By Jim Ellis
Jan. 20, 2022 — Setting off a game of political musical chairs, eight-term California Democrat US Rep. Jerry McNerney (D-Stockton) announced Tuesday that he will not seek a ninth term later this year. Rhode Island US Rep. Jim Langevin (D-Warwick) also announced that he will not seek re-election later this year.
CA-9; CA-13; current CA-22Originally elected to a Bay Area-anchored district in 2006 when he defeated veteran Rep. Richard Pombo (R), McNerney’s then-11th District was moved into the San Joaquin Valley because of 2011 redistricting. The new 9th District will still be anchored in the city of Stockton, but the updated version is somewhat more Republican than the current CA-9. The Congressman would have been favored for re-election, however.

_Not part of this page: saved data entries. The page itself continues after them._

// tests/api_tests.rs

use axum::{
    Json, Router,
    http::{HeaderMap, StatusCode, header},
    response::{IntoResponse, Response},
    routing::get,
};
use content_widget::{config::Config, routes, state::AppState, utils::html::SchemePolicy};
use serde_json::json;

const API_KEY: &str = "good-key";

async fn mock_factsheets(headers: HeaderMap) -> Response {
    let authorized = headers
        .get(header::AUTHORIZATION)
        .and_then(|value| value.to_str().ok())
        == Some(&format!("Bearer {}", API_KEY)[..]);

    if !authorized {
        return (
            StatusCode::UNAUTHORIZED,
            Json(json!({ "message": "Invalid key" })),
        )
            .into_response();
    }

    Json(json!({
        "data": {
            "factsheets": [
                {
                    "title": "Water <quality>",
                    "intro": "<p>Intro<script>alert(1)</script></p>",
                    "sections": [
                        {
                            "title": "Findings",
                            "content": ["<p onclick=\"x()\">Clean</p>", "<iframe src=\"https://evil.test\"></iframe>ok"]
                        }
                    ],
                    "link": "https://example.com",
                    "createdAt": "2024-03-14T10:00:00Z"
                }
            ]
        }
    }))
    .into_response()
}

/// Spawns a stand-in for the content API and returns its base URL.
///
/// * `/ok/*` answers like the real API (with key check).
/// * `/broken/*` answers 200 with the wrong shape.
/// * `/down/*` answers 500 with a non-JSON body.
async fn spawn_content_api() -> String {
    let app = Router::new()
        .route("/ok/factsheets", get(mock_factsheets))
        .route(
            "/ok/newsletters",
            get(|| async { Json(json!({ "data": { "newsletters": [] } })) }),
        )
        .route(
            "/broken/factsheets",
            get(|| async { Json(json!({ "unexpected": true })) }),
        )
        .route(
            "/down/factsheets",
            get(|| async { (StatusCode::INTERNAL_SERVER_ERROR, "boom") }),
        );

    let listener = tokio::net::TcpListener::bind("127.0.0.1:0")
        .await
        .expect("Failed to bind random port");
    let port = listener.local_addr().unwrap().port();

    tokio::spawn(async move {
        axum::serve(listener, app).await.unwrap();
    });

    format!("http://127.0.0.1:{}", port)
}

fn test_config(api_base_url: String, api_key: &str) -> Config {
    Config {
        api_base_url,
        api_key: api_key.to_string(),
        asset_base_url: None,
        listen_addr: "127.0.0.1:0".to_string(),
        allowed_origins: vec!["http://localhost:3000".to_string()],
        request_timeout: None,
        scheme_policy: SchemePolicy::Prefix,
        date_format: "%-m/%-d/%Y".to_string(),
        rust_log: "error".to_string(),
    }
}

/// Helper function to spawn the app on a random port for testing.
/// Returns the base URL (e.g., "http://127.0.0.1:12345").
async fn spawn_app(config: Config) -> String {
    let state = AppState { config };
    let app = routes::create_router(state);

    // Bind to port 0 to get a random available port
    let listener = tokio::net::TcpListener::bind("127.0.0.1:0")
        .await
        .expect("Failed to bind random port");

    let port = listener.local_addr().unwrap().port();
    let address = format!("http://127.0.0.1:{}", port);

    // Spawn the server in the background
    tokio::spawn(async move {
        axum::serve(listener, app).await.unwrap();
    });

    address
}

async fn get_text(url: String) -> (u16, String) {
    let response = reqwest::Client::new()
        .get(&url)
        .send()
        .await
        .expect("Failed to execute request");
    let status = response.status().as_u16();
    let body = response.text().await.expect("Failed to read body");
    (status, body)
}

#[tokio::test]
async fn health_check_works() {
    let address = spawn_app(test_config("http://127.0.0.1:9".to_string(), API_KEY)).await;

    let (status, body) = get_text(format!("{}/health", address)).await;

    assert_eq!(status, 200);
    assert_eq!(body, "ok");
}

#[tokio::test]
async fn unknown_path_is_404() {
    let address = spawn_app(test_config("http://127.0.0.1:9".to_string(), API_KEY)).await;

    let (status, _) = get_text(format!("{}/random_path_that_does_not_exist", address)).await;

    assert_eq!(status, 404);
}

#[tokio::test]
async fn unknown_widget_kind_is_404() {
    let address = spawn_app(test_config("http://127.0.0.1:9".to_string(), API_KEY)).await;

    let (status, body) = get_text(format!("{}/widgets/podcasts", address)).await;

    assert_eq!(status, 404);
    assert!(body.contains("Unknown widget kind"));
}

#[tokio::test]
async fn factsheet_widget_renders_sanitized_items() {
    // Arrange
    let api = spawn_content_api().await;
    let address = spawn_app(test_config(format!("{}/ok", api), API_KEY)).await;

    // Act
    let (status, body) = get_text(format!("{}/widgets/factsheets", address)).await;

    // Assert
    assert_eq!(status, 200);
    assert!(body.starts_with(
        r#"<link id="factsheet-widget-css" rel="stylesheet" type="text/css" href="factsheet-widget.css">"#
    ));
    assert!(body.contains(r#"<div id="factsheet-widget" class="factsheet-widget"><h1>Factsheets</h1>"#));
    assert!(body.contains(r#"<div id="factsheets-result">"#));
    assert!(body.contains("<h3>Water &lt;quality&gt;</h3>"));
    assert!(body.contains("<p><small>Created: 3/14/2024</small></p>"));
    assert!(body.contains(r#"<div class="intro"><p>Intro</p></div>"#));
    assert!(body.contains(r#"<div class="section-content"><p>Clean</p></div>"#));
    assert!(body.contains(r#"<div class="section-content">ok</div>"#));
    assert!(body.contains(
        r#"<a href="https://example.com" target="_blank" rel="noopener noreferrer">View Link: https://example.com</a>"#
    ));
    assert!(!body.contains("<script"));
    assert!(!body.contains("<iframe"));
    assert!(!body.contains("onclick"));
}

#[tokio::test]
async fn rejected_key_shows_server_message() {
    let api = spawn_content_api().await;
    let address = spawn_app(test_config(format!("{}/ok", api), "wrong-key")).await;

    let (status, body) = get_text(format!("{}/widgets/factsheets/items", address)).await;

    assert_eq!(status, 200);
    assert_eq!(body, r#"<div class="error">Error: Invalid key</div>"#);
}

#[tokio::test]
async fn non_json_error_falls_back_to_status() {
    let api = spawn_content_api().await;
    let address = spawn_app(test_config(format!("{}/down", api), API_KEY)).await;

    let (_, body) = get_text(format!("{}/widgets/factsheets/items", address)).await;

    assert_eq!(body, r#"<div class="error">Error: HTTP error! status: 500</div>"#);
}

#[tokio::test]
async fn unexpected_shape_is_dumped() {
    let api = spawn_content_api().await;
    let address = spawn_app(test_config(format!("{}/broken", api), API_KEY)).await;

    let (status, body) = get_text(format!("{}/widgets/factsheets/items", address)).await;

    assert_eq!(status, 200);
    assert!(body.starts_with(r#"<div class="error">Error: Unexpected response structure</div><pre>"#));
    assert!(body.contains("&quot;unexpected&quot;: true"));
}

#[tokio::test]
async fn empty_newsletter_list_shows_placeholder() {
    let api = spawn_content_api().await;
    let address = spawn_app(test_config(format!("{}/ok", api), API_KEY)).await;

    let (_, body) = get_text(format!("{}/widgets/newsletters/items", address)).await;

    assert_eq!(body, r#"<p class="empty">No newsletters found</p>"#);
}

#[tokio::test]
async fn unreachable_api_is_rendered_inline() {
    // Nothing listens on the discard port.
    let address = spawn_app(test_config("http://127.0.0.1:9".to_string(), API_KEY)).await;

    let (status, body) = get_text(format!("{}/widgets/factsheets/items", address)).await;

    assert_eq!(status, 200);
    assert!(body.starts_with(r#"<div class="error">Error: "#));
}

#[tokio::test]
async fn missing_api_key_is_a_configuration_error() {
    let api = spawn_content_api().await;
    let address = spawn_app(test_config(format!("{}/ok", api), "")).await;

    let response = reqwest::Client::new()
        .get(format!("{}/widgets/factsheets", address))
        .send()
        .await
        .expect("Failed to execute request");

    assert_eq!(response.status().as_u16(), 500);
    let body: serde_json::Value = response.json().await.expect("Failed to parse json");
    assert_eq!(body["error"], "FactsheetWidget: API key is required");
}

#[tokio::test]
async fn query_overrides_title_and_target() {
    let api = spawn_content_api().await;
    let address = spawn_app(test_config(format!("{}/ok", api), API_KEY)).await;

    let (status, body) = get_text(format!(
        "{}/widgets/newsletters?show_title=false&target_id=latest-news",
        address
    ))
    .await;

    assert_eq!(status, 200);
    assert!(body.contains(r#"<div id="latest-news" class="newsletter-widget"><div class="container">"#));
    assert!(!body.contains("<h1>"));
}

#[tokio::test]
async fn invalid_query_is_rejected() {
    let api = spawn_content_api().await;
    let address = spawn_app(test_config(format!("{}/ok", api), API_KEY)).await;

    let (status, _) = get_text(format!(
        "{}/widgets/factsheets?target_id=%22%3E%3Cscript%3E",
        address
    ))
    .await;
    assert_eq!(status, 400);

    let (status, _) = get_text(format!(
        "{}/widgets/factsheets?title={}",
        address,
        "x".repeat(101)
    ))
    .await;
    assert_eq!(status, 400);
}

Immediately upon McNerney’s announcement, Rep. Josh Harder (D-Turlock), who had decided to seek re-election in the new 13th District after his current 10th District was divided into various parts under the new redistricting plan, declared that he will run to succeed the retiring congressman. The 9th CD is slightly more Democratic than the CA-13, but it is still cast as a relatively competitive general election seat.
With Rep. Harder abandoning his re-election plans in CA-13, state Assemblyman Adam Gray (D-Merced) quickly announced that he will run for Congress in the suddenly open district that stretches north to south from Modesto to Fresno through Merced and Madera Counties.
California’s Central Valley is in a state of political flux. With the special election for resigned Rep. Devin Nunes’ (R-Tulare) underway in the neighboring current 22nd District and the candidates having no place to run in the regular election, the 13th District could now become an attractive landing spot for one or more of the GOP special election contenders.
A Republican will be an underdog in the new 13th, but at least the candidate would have a fighting chance to win a full term and the opportunity of seeking re-election if successful.
Former Rep. Nunes’ CA-22, a Republican seat that occupies parts of Fresno and Tulare Counties, was torn to pieces as part of the California Citizens Redistricting Commission plan, as was Rep. Harder’s CD in the agricultural region’s northern section. As a result, a Republican district, numbered 5, was created northeast of Fresno to the outskirts of Sacramento that Rep. Tom McClintock (R-Elk Grove) will claim. This is where Rep. Nunes would have run for re-election had he stayed in Congress.
Two swing Democratic districts, the aforementioned 9th and 13th, and two stronger Democratic seats — the 21st that contains downtown Fresno where Rep. Jim Costa (D-Fresno) will seek re-election, and the new 22nd District to the west from where Republican Rep. David Valadao (R-Hanford) is endangered in the general election — were also created.
Despite what looked to be a seat that would only yield one six-month term in Congress, several strong candidates have emerged. Former state Assembly Minority Leader Connie Conway, Fresno County Supervisor Nathan Magsig, and businesswoman and 2018 congressional candidate Elizabeth Heng comprise the Republican field, while financial advisor Phil Arballo, who challenged Rep. Nunes in 2020, raised over $5.1 million and held the congressman to a 54-46 percent re-election victory, is the clear Democratic front runner.
The special election is scheduled for April 5 in a jungle ballot format. If no one receives majority support, the top two finishers, regardless of political affiliation, will advance to a runoff election on June 7, concurrent with the regular California primary. The special election candidate filing deadline is Feb. 10, and the deadline for the regular election a month later, on March 11. Therefore, decisions will soon be made.
Rep. McNerney’s retirement announcement not only affects his own career but appears to be charting the political future of several other individuals up and down California’s Central Valley.
RI-2Saying he’s been “burning the candle at both ends and needs a change,” RI-2 Rep. Langevin also announced that he will not seek re-election later this year.
For a long while, it appeared that Rhode Island would lose a congressional seat in national reapportionment and revert to at-large status. Instead of running against fellow Democratic Rep. David Cicilline (D-Providence), Langevin indicated that he would consider a bid for governor should his seat be collapsed. When reapportionment did not take Rhode Island’s 2nd District, it appeared that the congressman would again have an easy run for re-election.
However, Langevin will become the 28th House Democrat not to seek re-election, and RI-2 will now be the 49th open seat for the regular election. The open seat number includes incumbents not seeking re-election, new districts through reapportionment, and created seats from various redistricting plans.
Democrats will hold this Ocean State congressional seat, but we can expect a competitive party primary late in the year. The Rhode Island primary is not scheduled until Sept. 13. Therefore, this primary contest has much time to develop.